Are they bots robots?

I mean, it depends on how you think about it, right?

I would think about it as a bot if

you're going to chat with it, but if it's

preemptively providing me answers, then it's advanced analytics.

Sure.

All right, so let's jump into what is in the headlines.

Headline number one, sales

Industries always be Closing.

Mantra could get boost from AI.

I mean, I think that's just attention grabbing.

Everybody likes to say that always be closing.

You got to click the link right?

To get the ad revenue. Yeah.

I'm actually going to revert this back to you

because you can't close unless you got a lead.

How do you think AI is going to

pump up that lead funnel at the beginning?

Because if we're being totally honest, I can't close a

deal unless we have a lead in the door.

And lead in the door only

comes from the marketing front.

So how is AI going to help me close something?

By getting more leads in the door.

Yeah, well, I think some of these tools,

especially if we are able to go implement

them, let's mine our data quickly.

Let's understand exactly where our leads

are coming from and double down.

This is an exercise that marketers

do today have done historically manually. Right.

You're going into your various databases.

Usually it's a CRM.

And hopefully the lead source is filled out if

at one point in time, because at one point

in time, previous roles, you're relying on that salesperson

to tell salesforce that that account and that contact

came from a trade show.

Remember all the trade shows they go to?

Did you put the lead in, did you upload the list?

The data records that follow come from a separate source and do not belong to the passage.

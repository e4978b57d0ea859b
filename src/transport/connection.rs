//! Per-connection handle and event loop.
//!
//! Every `connect` creates one [`Socket`] and spawns one tokio task that
//! owns the WebSocket stream. The task handles:
//!
//! - The opening handshake (with optional deadline)
//! - Inbound frames, forwarded to the transport as [`SocketEvent`]s
//! - Outbound frames and close requests from the public API
//! - The close handshake (with deadline)
//!
//! The handle side only holds readiness, listeners and the command sender,
//! so it can be cloned freely into listener contexts.

// ============================================================================
// Imports
// ============================================================================

use std::fmt;
use std::sync::atomic::{AtomicBool, Ordering};
use std::sync::{Arc, Weak};
use std::time::Duration;

use futures_util::{SinkExt, StreamExt};
use parking_lot::Mutex;
use tokio::net::TcpStream;
use tokio::sync::mpsc;
use tokio::time::{Instant, sleep_until, timeout};
use tokio_tungstenite::tungstenite::protocol::CloseFrame;
use tokio_tungstenite::tungstenite::protocol::frame::coding::CloseCode;
use tokio_tungstenite::tungstenite::{Error as WsError, Message, Utf8Bytes};
use tokio_tungstenite::{MaybeTlsStream, WebSocketStream};
use tracing::{debug, error, trace, warn};

use crate::config::{BinaryType, TransportConfig};
use crate::error::{Error, Result};
use crate::protocol::{Blob, EventKind, InboundPayload};
use crate::state::Readiness;

use super::core::{Transport, TransportInner};
use super::listener::{Listener, ListenerRegistry};

// ============================================================================
// Constants
// ============================================================================

/// Close code sent by `close`.
pub const CLOSE_CODE: CloseCode = CloseCode::Normal;

/// Close reason sent by `close`.
pub const CLOSE_REASON: &str = "client quit";

// ============================================================================
// Types
// ============================================================================

type WsStream = WebSocketStream<MaybeTlsStream<TcpStream>>;

/// Internal commands for the event loop.
pub(crate) enum SocketCommand {
    /// Transmit an already framed message.
    Frame(Vec<u8>),
    /// Start the close handshake.
    Close,
    /// Drop the stream without a close handshake.
    Abandon,
}

/// Occurrence on the underlying connection, before normalization.
#[derive(Debug)]
pub(crate) enum SocketEvent {
    Open,
    Close,
    Error,
    Message(InboundPayload),
}

impl SocketEvent {
    /// Listener list this event fires.
    pub(crate) fn kind(&self) -> EventKind {
        match self {
            Self::Open => EventKind::Open,
            Self::Close => EventKind::Close,
            Self::Error => EventKind::Error,
            Self::Message(_) => EventKind::Message,
        }
    }
}

// ============================================================================
// Socket
// ============================================================================

struct SocketInner {
    /// Generation number assigned by the transport.
    id: u64,
    /// Address passed to `connect`.
    address: String,
    /// Readiness of this connection.
    readiness: Mutex<Readiness>,
    /// Channel to the event loop.
    command_tx: mpsc::UnboundedSender<SocketCommand>,
    /// Listeners registered while this socket was current.
    listeners: Mutex<ListenerRegistry>,
    /// Set once `close` released this socket from the transport.
    released: AtomicBool,
}

/// Handle to one underlying connection.
///
/// Listeners see it through [`ListenerContext::socket`](super::ListenerContext::socket).
/// It exposes identity and readiness only; writing and closing go through
/// the transport so framing always applies.
#[derive(Clone)]
pub struct Socket {
    inner: Arc<SocketInner>,
}

impl fmt::Debug for Socket {
    fn fmt(&self, f: &mut fmt::Formatter<'_>) -> fmt::Result {
        f.debug_struct("Socket")
            .field("id", &self.inner.id)
            .field("address", &self.inner.address)
            .field("readiness", &self.readiness())
            .finish()
    }
}

impl Socket {
    /// Creates a socket in the `Connecting` state and its command receiver.
    pub(crate) fn new(
        id: u64,
        address: String,
    ) -> (Self, mpsc::UnboundedReceiver<SocketCommand>) {
        let (command_tx, command_rx) = mpsc::unbounded_channel();
        let socket = Self {
            inner: Arc::new(SocketInner {
                id,
                address,
                readiness: Mutex::new(Readiness::Connecting),
                command_tx,
                listeners: Mutex::new(ListenerRegistry::default()),
                released: AtomicBool::new(false),
            }),
        };
        (socket, command_rx)
    }

    /// Connection generation, unique per transport.
    #[inline]
    #[must_use]
    pub fn id(&self) -> u64 {
        self.inner.id
    }

    /// Address this socket was opened with.
    #[inline]
    #[must_use]
    pub fn address(&self) -> &str {
        &self.inner.address
    }

    /// Current readiness.
    #[inline]
    #[must_use]
    pub fn readiness(&self) -> Readiness {
        *self.inner.readiness.lock()
    }

    /// Number of registered listeners across all kinds.
    #[inline]
    #[must_use]
    pub fn listener_count(&self) -> usize {
        self.inner.listeners.lock().len()
    }

    pub(crate) fn set_readiness(&self, readiness: Readiness) {
        let previous = std::mem::replace(&mut *self.inner.readiness.lock(), readiness);
        if previous != readiness {
            trace!(id = self.inner.id, from = %previous, to = %readiness, "Readiness changed");
        }
    }

    /// Marks this socket as released by `close`.
    ///
    /// A released socket keeps reporting its final events after a newer
    /// `connect` has taken over.
    pub(crate) fn mark_released(&self) {
        self.inner.released.store(true, Ordering::Release);
    }

    pub(crate) fn is_released(&self) -> bool {
        self.inner.released.load(Ordering::Acquire)
    }

    pub(crate) fn register(&self, kind: EventKind, listener: Listener) {
        self.inner.listeners.lock().register(kind, listener);
    }

    /// Clones the listener list so no lock is held while they run.
    pub(crate) fn listeners(&self, kind: EventKind) -> Vec<Listener> {
        self.inner.listeners.lock().snapshot(kind)
    }

    pub(crate) fn send_frame(&self, bytes: Vec<u8>) -> Result<()> {
        self.command(SocketCommand::Frame(bytes))
    }

    pub(crate) fn request_close(&self) -> Result<()> {
        self.command(SocketCommand::Close)
    }

    pub(crate) fn abandon(&self) {
        let _ = self.command(SocketCommand::Abandon);
    }

    fn command(&self, command: SocketCommand) -> Result<()> {
        self.inner
            .command_tx
            .send(command)
            .map_err(|_| Error::ConnectionClosed)
    }
}

// ============================================================================
// Event Loop
// ============================================================================

impl Socket {
    /// Drives one connection from handshake to close.
    pub(crate) async fn run_event_loop(
        self,
        mut command_rx: mpsc::UnboundedReceiver<SocketCommand>,
        transport: Weak<TransportInner>,
        config: TransportConfig,
    ) {
        let id = self.id();

        let handshake = Self::handshake(self.address().to_owned(), config.connect_timeout);
        tokio::pin!(handshake);

        let ws_stream = loop {
            tokio::select! {
                result = &mut handshake => break result,

                command = command_rx.recv() => match command {
                    Some(SocketCommand::Frame(_)) => {
                        trace!(id, "Dropping frame queued before open");
                    }
                    Some(SocketCommand::Close) => {
                        debug!(id, "Close requested during handshake");
                        self.set_readiness(Readiness::Closed);
                        emit(&transport, &self, SocketEvent::Close);
                        return;
                    }
                    Some(SocketCommand::Abandon) | None => {
                        debug!(id, "Connection abandoned during handshake");
                        return;
                    }
                },
            }
        };

        let ws_stream = match ws_stream {
            Ok(stream) => stream,
            Err(e) => {
                warn!(id, address = %self.address(), error = %e, "WebSocket connection failed");
                self.set_readiness(Readiness::Closed);
                emit(&transport, &self, SocketEvent::Error);
                emit(&transport, &self, SocketEvent::Close);
                return;
            }
        };

        debug!(id, address = %self.address(), "WebSocket connection established");
        self.set_readiness(Readiness::Open);
        emit(&transport, &self, SocketEvent::Open);

        let (mut ws_write, mut ws_read) = ws_stream.split();
        let mut close_deadline: Option<Instant> = None;

        loop {
            tokio::select! {
                // Incoming frames from the peer
                message = ws_read.next() => {
                    match message {
                        Some(Ok(Message::Text(text))) => {
                            trace!(id, len = text.len(), "Text frame received");
                            let payload = InboundPayload::Text(text.as_str().to_owned());
                            emit(&transport, &self, SocketEvent::Message(payload));
                        }

                        Some(Ok(Message::Binary(bytes))) => {
                            trace!(id, len = bytes.len(), "Binary frame received");
                            let payload = match config.binary_type {
                                BinaryType::ArrayBuffer => InboundPayload::Buffer(bytes.to_vec()),
                                BinaryType::Blob => InboundPayload::Blob(Blob::from_bytes(bytes.to_vec())),
                            };
                            emit(&transport, &self, SocketEvent::Message(payload));
                        }

                        Some(Ok(Message::Close(frame))) => {
                            debug!(id, ?frame, "Close frame received");
                            if self.readiness() == Readiness::Open {
                                self.set_readiness(Readiness::Closing);
                                refresh(&transport, &self);
                            }
                        }

                        Some(Err(WsError::ConnectionClosed | WsError::AlreadyClosed)) | None => {
                            debug!(id, "WebSocket stream ended");
                            break;
                        }

                        Some(Err(e)) => {
                            error!(id, error = %e, "WebSocket error");
                            self.set_readiness(Readiness::Closed);
                            emit(&transport, &self, SocketEvent::Error);
                            break;
                        }

                        // Ping/Pong are answered by tungstenite
                        Some(Ok(_)) => {}
                    }
                }

                // Commands from the public API
                command = command_rx.recv() => {
                    match command {
                        Some(SocketCommand::Frame(bytes)) => {
                            let len = bytes.len();
                            if let Err(e) = ws_write.send(Message::Binary(bytes.into())).await {
                                warn!(id, error = %e, "Failed to send frame");
                            } else {
                                trace!(id, len, "Frame sent");
                            }
                        }

                        Some(SocketCommand::Close) if close_deadline.is_some() => {
                            trace!(id, "Close already in progress");
                        }

                        Some(SocketCommand::Close) => {
                            debug!(id, code = u16::from(CLOSE_CODE), reason = CLOSE_REASON, "Sending close frame");
                            let frame = CloseFrame {
                                code: CLOSE_CODE,
                                reason: Utf8Bytes::from_static(CLOSE_REASON),
                            };
                            if let Err(e) = ws_write.send(Message::Close(Some(frame))).await {
                                debug!(id, error = %e, "Close frame not delivered");
                                break;
                            }
                            close_deadline = Some(Instant::now() + config.close_timeout);
                        }

                        Some(SocketCommand::Abandon) | None => {
                            debug!(id, "Connection abandoned");
                            return;
                        }
                    }
                }

                // Peer never answered our close frame
                () = wait_until(close_deadline) => {
                    warn!(
                        id,
                        timeout_ms = u64::try_from(config.close_timeout.as_millis()).unwrap_or(u64::MAX),
                        "Close handshake timed out"
                    );
                    break;
                }
            }
        }

        self.set_readiness(Readiness::Closed);
        emit(&transport, &self, SocketEvent::Close);

        debug!(id, "Event loop terminated");
    }

    /// Opens the WebSocket, bounded by `connect_timeout` when set.
    async fn handshake(address: String, connect_timeout: Option<Duration>) -> Result<WsStream> {
        let connect = tokio_tungstenite::connect_async(address);

        let (stream, response) = match connect_timeout {
            Some(limit) => timeout(limit, connect).await.map_err(|_| {
                Error::connection_timeout(u64::try_from(limit.as_millis()).unwrap_or(u64::MAX))
            })??,
            None => connect.await?,
        };

        trace!(status = %response.status(), "Handshake response");
        Ok(stream)
    }
}

// ============================================================================
// Helpers
// ============================================================================

/// Forwards an event to the transport if it still exists.
fn emit(transport: &Weak<TransportInner>, socket: &Socket, event: SocketEvent) {
    match Transport::upgrade(transport) {
        Some(transport) => transport.dispatch(socket, event),
        None => trace!(id = socket.id(), kind = %event.kind(), "Transport dropped, event discarded"),
    }
}

fn refresh(transport: &Weak<TransportInner>, socket: &Socket) {
    if let Some(transport) = Transport::upgrade(transport) {
        transport.refresh_state(socket);
    }
}

async fn wait_until(deadline: Option<Instant>) {
    match deadline {
        Some(deadline) => sleep_until(deadline).await,
        None => std::future::pending().await,
    }
}

// ============================================================================
// Tests
// ============================================================================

I mean, these are the types of things that

as we continue to mature our marketing muscle, right,

and understanding exactly how we bring leads in.

Because historically we've been and still today our

strong referral base, but still trying to understand

how to reach those people that maybe aren't

finding us via the referral networks.

So I would use it to first mine the data we

have we're getting by asking it of each of our segments,

what's our strongest performance, where are we getting the most organic

search leads, what pages are they looking at?

We can do some of this in HubSpot, right?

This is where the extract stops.